いつ終わるともしれぬ繰り返しに、私は辟易としていた。
一体どれだけ切れば、終わるのか。そもそも終わりなどあるのか?
この、戦いが始まったのは、いつからだっただろうか……?
あの日、あいつ。突如現れた。穏やかな昼下がり、私は一人の白装束を着た男を発見した。私は一気に彼との間合いをつめ、直ちにそいつを切り倒した。だってここは────私たちの領域なのだから。
それで事が片付いた。そう思っていた。
ところが……その日を境に、白装束を着た奴らの目撃情報が数多く報告されるようになった。話を統合すると、なんと彼らは徐々にその勢力を増しているようだった。
私たちは頭をかかえた。
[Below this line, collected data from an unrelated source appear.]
//! Borrowed views of the runtime handed to parsers, effects and scripts.

use std::collections::{BTreeMap, BTreeSet};
use std::rc::Rc;

use enso_markup::{Dom, NodeId};
use serde_json::Value;
use tracing::warn;

use super::effect::{Effect, EffectAction};
use super::events::{Listener, ListenerAction};
use super::{InstanceId, Runtime};
use crate::expr::{Interpolated, Interpolation};
use crate::template::Blueprint;

/// Runtime access for [`DirectiveParser::process`](crate::DirectiveParser::process).
///
/// Everything installed through the context belongs to the instance being
/// processed (the *owner*): effects land in its binding table, listeners and
/// references in its component.
pub struct ProcessContext<'a> {
    runtime: &'a mut Runtime,
    owner: InstanceId,
}

impl<'a> ProcessContext<'a> {
    pub(crate) fn new(runtime: &'a mut Runtime, owner: InstanceId) -> Self {
        Self { runtime, owner }
    }

    /// The component or fragment being processed.
    pub fn owner(&self) -> InstanceId {
        self.owner
    }

    /// The component the owner belongs to.
    pub fn component(&self) -> InstanceId {
        self.runtime.slot(self.owner).component
    }

    pub fn dom(&self) -> &Dom {
        &self.runtime.dom
    }

    pub fn dom_mut(&mut self) -> &mut Dom {
        &mut self.runtime.dom
    }

    /// Creates an effect and registers it under every field in `fields`
    /// that resolves for the owner. Fields bound on an ancestor get a local
    /// binding on the owner; unbound fields are skipped.
    ///
    /// The effect does not run until [`run`](Self::run) or a later pass.
    pub fn bind<F>(
        &mut self,
        fields: &BTreeSet<String>,
        node: NodeId,
        fragment: Option<InstanceId>,
        action: F,
    ) -> Rc<Effect>
    where
        F: Fn(&mut EffectContext<'_>, &Effect) + 'static,
    {
        let action: EffectAction = Rc::new(action);
        let id = self.runtime.next_effect_id();
        let effect = Rc::new(Effect::new(id, self.owner, node, fragment, action));

        for field in fields {
            if !self.runtime.binding_resolves(self.owner, field) {
                continue;
            }
            let bindings = &mut self.runtime.slot_mut(self.owner).bindings;
            bindings.ensure(field);
            bindings.add_effect(field, Rc::clone(&effect));
        }
        effect
    }

    /// Runs an effect now.
    pub fn run(&mut self, effect: &Rc<Effect>) {
        self.runtime.run_effect(effect);
    }

    /// Stores `node` as a named reference of the component.
    pub fn set_ref(&mut self, name: &str, node: NodeId) {
        let component = self.component();
        if let Some(state) = self.runtime.slot_mut(component).as_component_mut() {
            state.refs.insert(name.to_string(), node);
        }
    }

    /// Attaches a listener for `event` (case-insensitive) to `node`.
    pub fn listen(&mut self, node: NodeId, event: &str, action: ListenerAction) {
        let listener = Listener {
            component: self.component(),
            scope: self.owner,
            action,
        };
        self.runtime
            .listeners
            .entry((node, event.to_ascii_lowercase()))
            .or_default()
            .push(listener);
    }

    /// Whether the component definition registers a method called `name`.
    pub fn has_method(&self, name: &str) -> bool {
        self.runtime
            .slot(self.component())
            .as_component()
            .is_some_and(|state| state.definition.has_method(name))
    }

    /// Creates an unmounted child fragment of the owner, positioned after
    /// `anchor`.
    pub fn create_fragment(&mut self, blueprint: Rc<Blueprint>, anchor: NodeId) -> InstanceId {
        self.runtime
            .create_fragment(self.owner, blueprint, anchor, BTreeMap::new())
    }

    /// Like [`create_fragment`](Self::create_fragment), with names visible
    /// only inside the fragment.
    pub fn create_fragment_with_locals(
        &mut self,
        blueprint: Rc<Blueprint>,
        anchor: NodeId,
        locals: BTreeMap<String, minijinja::Value>,
    ) -> InstanceId {
        self.runtime
            .create_fragment(self.owner, blueprint, anchor, locals)
    }
}

/// Runtime access for a running effect.
pub struct EffectContext<'a> {
    runtime: &'a mut Runtime,
    owner: InstanceId,
}

impl<'a> EffectContext<'a> {
    pub(crate) fn new(runtime: &'a mut Runtime, owner: InstanceId) -> Self {
        Self { runtime, owner }
    }

    pub fn owner(&self) -> InstanceId {
        self.owner
    }

    pub fn dom(&self) -> &Dom {
        &self.runtime.dom
    }

    pub fn dom_mut(&mut self) -> &mut Dom {
        &mut self.runtime.dom
    }

    /// Evaluates a template in the owner's scope. Evaluation errors are
    /// logged and count as falsy.
    pub fn evaluate(&self, template: &Interpolation) -> Interpolated {
        let scope = self.runtime.scope_for(self.owner);
        match template.evaluate(&scope) {
            Ok(result) => result,
            Err(e) => {
                warn!(
                    instance = %self.owner,
                    source = template.source(),
                    "expression evaluation failed: {}",
                    e
                );
                Interpolated::Falsy
            }
        }
    }

    pub fn mount(&mut self, fragment: InstanceId) {
        self.runtime.mount(fragment);
    }

    pub fn unmount(&mut self, fragment: InstanceId) {
        self.runtime.unmount(fragment);
    }
}

/// Runtime access for lifecycle hooks and component methods.
pub struct ComponentContext<'a> {
    runtime: &'a mut Runtime,
    id: InstanceId,
}

impl<'a> ComponentContext<'a> {
    pub(crate) fn new(runtime: &'a mut Runtime, id: InstanceId) -> Self {
        Self { runtime, id }
    }

    pub fn id(&self) -> InstanceId {
        self.id
    }

    pub fn get(&self, field: &str) -> Option<&Value> {
        self.runtime.get(self.id, field)
    }

    /// Writes a field, exactly like [`Runtime::set`].
    pub fn set(&mut self, field: &str, value: Value) {
        if let Err(e) = self.runtime.set(self.id, field, value) {
            warn!(instance = %self.id, field, "failed to set field: {}", e);
        }
    }

    pub fn mark_changed(&mut self, field: &str) {
        self.runtime.mark_changed(self.id, field);
    }

    /// A node captured with `#name` in the template.
    pub fn reference(&self, name: &str) -> Option<NodeId> {
        self.runtime.reference(self.id, name)
    }

    pub fn host(&self) -> Option<NodeId> {
        self.runtime.host(self.id)
    }

    pub fn root(&self) -> Option<NodeId> {
        self.runtime.root(self.id)
    }

    pub fn dom(&self) -> &Dom {
        &self.runtime.dom
    }

    pub fn dom_mut(&mut self) -> &mut Dom {
        &mut self.runtime.dom
    }
}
私たちの組織、通称「クロ」はこの世界で唯一無二。世界は「クロ」一色で、この先もずっと私たちの繁栄が続いていくはずだった。それなのに、そこに「シロ」が現れたのだ。
彼らの目的は一体何なのか? それが全くわからなかった。
ただ、彼らが私たちを脅かす存在であることは間違いなかった。
一説には、私たちの中から裏切り者が現れ、そいつが白装束を着るようになったのでは? と言われた。私はそれを笑い飛ばした。そんなことがあるわけがないだろう。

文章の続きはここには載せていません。